# Nissan Altima 2005, 2.5 S,(automatic shift selector lever is not working).please help



## shahadatme (Nov 29, 2009)

Hi Guys,
My car is Nissan Altima 2005, 2.5 S. Today I went for oil change and regular maintenance checkup. After servicing, my shift selector lever is not moving from parking position (P) to any other position. The guys of the auto service center remove the shift lock release cover and put a key there and then I can move the liver. They told me I need to go for mechanic, because they don’t understand this. Also they said me now I have to run the car this way, because each time I put the lever in P position it becomes locked. So I need to fix the problem and want it back to its automatic mode. Guys please help me, what is the problem behind it and how can I fix it. One more thing, after servicing my interior lights are not working.
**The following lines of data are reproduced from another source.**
//! Provides the built-in templates and the trait through which they are rendered.

/// Contains all the built-in template renderers.
#[allow(clippy::missing_docs_in_private_items)]
pub mod renderers {
    mod aurora;
    mod liquid;
    mod mesh;
    mod neon;
    mod noir;
    mod photo;
    mod poster;
    mod split;
    mod terminal;

    pub use aurora::AuroraRenderer as Aurora;
    pub use liquid::LiquidRenderer as Liquid;
    pub use mesh::MeshRenderer as Mesh;
    pub use neon::NeonRenderer as Neon;
    pub use noir::NoirRenderer as Noir;
    pub use photo::PhotoRenderer as Photo;
    pub use poster::PosterRenderer as Poster;
    pub use split::SplitRenderer as Split;
    pub use terminal::TerminalRenderer as Terminal;
}

use crate::config::{Align, Config, Escaping};
use crate::document::{escape_html, escape_lt};
use crate::error::Error;
use crate::scripts::countdown::{TARGET_ATTRIBUTE, TIMER_ID};
use crate::timestamp::resolve_target;

use std::fmt::Display;
use std::str::FromStr;

/// One of the nine fixed visual layouts.
#[derive(Clone, Copy, Debug, PartialEq, Eq, Hash)]
pub enum Template {
    /// Liquid Glass.
    Liquid,
    /// Noir Minimal.
    Noir,
    /// Neon Grid.
    Neon,
    /// Aurora Waves.
    Aurora,
    /// Split Hero.
    Split,
    /// Terminal Pulse.
    Terminal,
    /// Photo Hero.
    Photo,
    /// Poster Type.
    Poster,
    /// Gradient Mesh.
    Mesh,
}

/// The output of a template: a body fragment and the CSS it needs.
#[derive(Clone, Debug, Default, PartialEq, Eq)]
pub struct Fragment {
    /// The markup placed inside `<body>`.
    pub body: String,
    /// The CSS appended to the shared stylesheet.
    pub css: String,
}

/// Values derived from the configuration once per render and shared by the template and the document shell.
#[derive(Clone, Debug, PartialEq, Eq)]
pub struct RenderContext {
    /// The brand, escaped for the body.
    pub brand: String,
    /// The headline, escaped for the body.
    pub headline: String,
    /// The subcopy, escaped for the body.
    pub sub: String,
    /// The website URL, escaped for an attribute.
    pub website: String,
    /// The repository URL, escaped for an attribute.
    pub repo: String,
    /// The brand, escaped for the `<title>`.
    pub title: String,
    /// The subcopy, escaped for the meta description.
    pub description: String,
    /// The resolved countdown target as an ISO-8601 timestamp.
    pub target: String,
}

/// Represents a template renderer.
///
/// A renderer maps a configuration to a [`Fragment`]. It must be deterministic and free of side effects:
///   identical configurations always yield identical fragments. Each renderer decides on its own which
///   optional feature blocks it draws; flags which do not fit a template's visual language are ignored.
pub trait TemplateRenderer: Send + Sync {
    /// Returns the template which the renderer renders.
    fn template(&self) -> Template;

    /// Renders the configuration into a fragment.
    fn render(&self, cfg: &Config, ctx: &RenderContext) -> Fragment;
}

impl Template {
    /// All the templates, in the order they are presented to users.
    pub const ALL: [Template; 9] = [
        Template::Liquid,
        Template::Noir,
        Template::Neon,
        Template::Aurora,
        Template::Split,
        Template::Terminal,
        Template::Photo,
        Template::Poster,
        Template::Mesh,
    ];

    /// Returns the identifier of the template.
    pub fn id(&self) -> &'static str {
        match self {
            Template::Liquid => "liquid",
            Template::Noir => "noir",
            Template::Neon => "neon",
            Template::Aurora => "aurora",
            Template::Split => "split",
            Template::Terminal => "terminal",
            Template::Photo => "photo",
            Template::Poster => "poster",
            Template::Mesh => "mesh",
        }
    }

    /// Returns the display name of the template.
    pub fn name(&self) -> &'static str {
        match self {
            Template::Liquid => "Liquid Glass",
            Template::Noir => "Noir Minimal",
            Template::Neon => "Neon Grid",
            Template::Aurora => "Aurora Waves",
            Template::Split => "Split Hero",
            Template::Terminal => "Terminal Pulse",
            Template::Photo => "Photo Hero",
            Template::Poster => "Poster Type",
            Template::Mesh => "Gradient Mesh",
        }
    }
}

impl FromStr for Template {
    type Err = Error;

    fn from_str(s: &str) -> Result<Self, Self::Err> {
        Template::ALL
            .iter()
            .find(|t| t.id() == s)
            .copied()
            .ok_or_else(|| Error::UnknownTemplate(s.to_string()))
    }
}

impl Display for Template {
    fn fmt(&self, f: &mut std::fmt::Formatter<'_>) -> std::fmt::Result {
        f.write_str(self.id())
    }
}

impl RenderContext {
    /// Derives the render context from a configuration.
    ///
    /// This resolves the countdown target, falling back to the current time if it cannot be parsed.
    pub fn new(cfg: &Config) -> Self {
        let body = |s: &str| match cfg.escaping {
            Escaping::Head => s.to_string(),
            Escaping::Full => escape_html(s),
        };

        let head = |s: &str| match cfg.escaping {
            Escaping::Head => escape_lt(s),
            Escaping::Full => escape_html(s),
        };

        Self {
            brand: body(&cfg.brand),
            headline: body(&cfg.headline),
            sub: body(&cfg.sub),
            website: body(&cfg.website),
            repo: body(&cfg.repo),
            title: head(&cfg.brand),
            description: head(&cfg.sub),
            target: resolve_target(&cfg.target),
        }
    }

    /// Returns the countdown placeholder if the timer is enabled, or an empty string otherwise.
    pub fn timer(&self, cfg: &Config) -> String {
        if cfg.timer {
            format!(
                r#"<div id="{}" class="timer" {}="{}"></div>"#,
                TIMER_ID, TARGET_ATTRIBUTE, self.target
            )
        } else {
            String::new()
        }
    }
}

/// Returns `left` for left-aligned configurations, and an empty string otherwise.
///
/// This is appended to the class list of a template's outermost container.
pub fn left_class(cfg: &Config) -> &'static str {
    match cfg.align {
        Align::Left => "left",
        Align::Center => "",
    }
}

/// A macro which counts its arguments.
macro_rules! count {
    () => { 0_usize };
    ($head:tt $($tail:tt)*) => { 1_usize + count!($($tail)*) };
}

/// Defines the templates available in the program by way of a global variable.
macro_rules! define_templates {
    ($($name:expr,)*) => {
        const TEMPLATE_COUNT: usize = count!($($name)*);

        ::lazy_static::lazy_static! {
            static ref TEMPLATE_RENDERERS: [Box<dyn $crate::templates::TemplateRenderer>; TEMPLATE_COUNT] = [
                $(Box::new($name)),*
            ];
        }
    }
}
Also please help me in this regard.


----------



## NALtech (Oct 30, 2009)

First off if they don't understand how it works they shouldn't be working on it. I wouldn't go there again, my opinion though. First off check ALL fuses, even the ones labeled electronic parts. Also with your hand on the shifter,car on noises off press the brake pedal, listen and feel for a click. Do your brake lights work?


----------



## benvendette (May 21, 2006)

hi i have the same problem on my 2004 altima i change (shift lock unite control) is located behind dash cluster. cost $140.00 ca money.


----------